*Try it*. Search the records for the word "None". Copy every line where it appears.

[Saved data entries]
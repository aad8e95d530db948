use ledgerdesk_domain::{BankAccount, BankAccountPatch, EntityId};

use super::ErpApi;
use crate::bank_service::BankService;
use crate::error::{CoreError, CoreResult};
use crate::session::SessionStore;
use crate::transport::{ApiRequest, ApiTransport};

impl<T: ApiTransport, S: SessionStore> ErpApi<T, S> {
    pub fn bank_accounts(&self, company_id: EntityId) -> CoreResult<Vec<BankAccount>> {
        let request = self.scoped_query(
            ApiRequest::get("/api/bank-accounts/get-all-bank-accounts"),
            company_id,
            None,
        )?;
        self.fetch(request)
    }

    pub fn create_bank_account(&self, account: &BankAccount) -> CoreResult<BankAccount> {
        let existing = self.bank_accounts(account.company_id)?;
        let chart = self.chart_of_accounts(account.company_id)?;
        BankService::validate(account, &existing, &chart)?;
        let created: BankAccount = self.fetch(
            ApiRequest::post("/api/bank-accounts/create-bank-account").with_json(account)?,
        )?;
        tracing::info!(account_number = %created.account_number, "bank account created");
        Ok(created)
    }

    /// Applies `patch` to the stored account and re-validates the result.
    pub fn update_bank_account(
        &self,
        company_id: EntityId,
        id: EntityId,
        patch: &BankAccountPatch,
    ) -> CoreResult<BankAccount> {
        BankService::validate_patch(patch)?;
        let existing = self.bank_accounts(company_id)?;
        let current = existing
            .iter()
            .find(|account| account.id == Some(id))
            .ok_or_else(|| CoreError::NotFound(format!("bank account {}", id)))?;
        self.scope_company(current.company_id)?;

        let updated = patch.apply_to(current);
        let chart = self.chart_of_accounts(company_id)?;
        BankService::validate(&updated, &existing, &chart)?;
        let saved: BankAccount = self.fetch(
            ApiRequest::patch(format!("/api/bank-accounts/update-bank-account/{}", id)).with_json(patch)?,
        )?;
        tracing::info!(bank_account_id = id, "bank account updated");
        Ok(saved)
    }
}
use crate::cli::core::{CommandError, CommandResult, ShellContext};
use crate::cli::help;
use crate::cli::io;
use crate::cli::output::section as output_section;
use crate::cli::registry::CommandEntry;
use crate::utils::build_info;

pub(crate) fn definitions() -> Vec<CommandEntry> {
    vec![
        CommandEntry::new(
            "version",
            "Show build metadata and the API endpoint in use",
            "version",
            cmd_version,
        ),
        CommandEntry::new("help", "Show available commands", "help [command]", cmd_help),
        CommandEntry::new("exit", "Exit the shell", "exit", cmd_exit),
    ]
}

fn cmd_version(context: &mut ShellContext, _args: &[&str]) -> CommandResult {
    let meta = build_info::current();
    output_section(format!("LedgerDesk {}", meta.version));
    io::print_info(format!("  Build        : {}", meta.short()));
    io::print_info(format!("  Built at     : {} for {} ({})", meta.timestamp, meta.target, meta.profile));
    io::print_info(format!("  Rustc        : {}", meta.rustc));
    io::print_info(format!(
        "  API          : {} (timeout {}s)",
        context.config.api_base_url, context.config.request_timeout_secs
    ));
    let session = match context.api.session().current_user() {
        Ok(Some(user)) => format!("signed in as {}", user.name),
        Ok(None) => "signed out".to_string(),
        Err(err) => format!("unreadable ({})", err),
    };
    io::print_info(format!("  Session      : {}", session));
    Ok(())
}

fn cmd_help(context: &mut ShellContext, args: &[&str]) -> CommandResult {
    let Some(name) = args.first() else {
        help::print_overview(&context.registry);
        return Ok(());
    };
    match context.command(&name.to_lowercase()) {
        Some(entry) => help::print_command(entry),
        None => context.suggest_command(name),
    }
    Ok(())
}

fn cmd_exit(_context: &mut ShellContext, _args: &[&str]) -> CommandResult {
    Err(CommandError::ExitRequested)
}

*The answer*.
            None,
        Ok(None) => "signed out".to_string(),
        None => context.suggest_command(name),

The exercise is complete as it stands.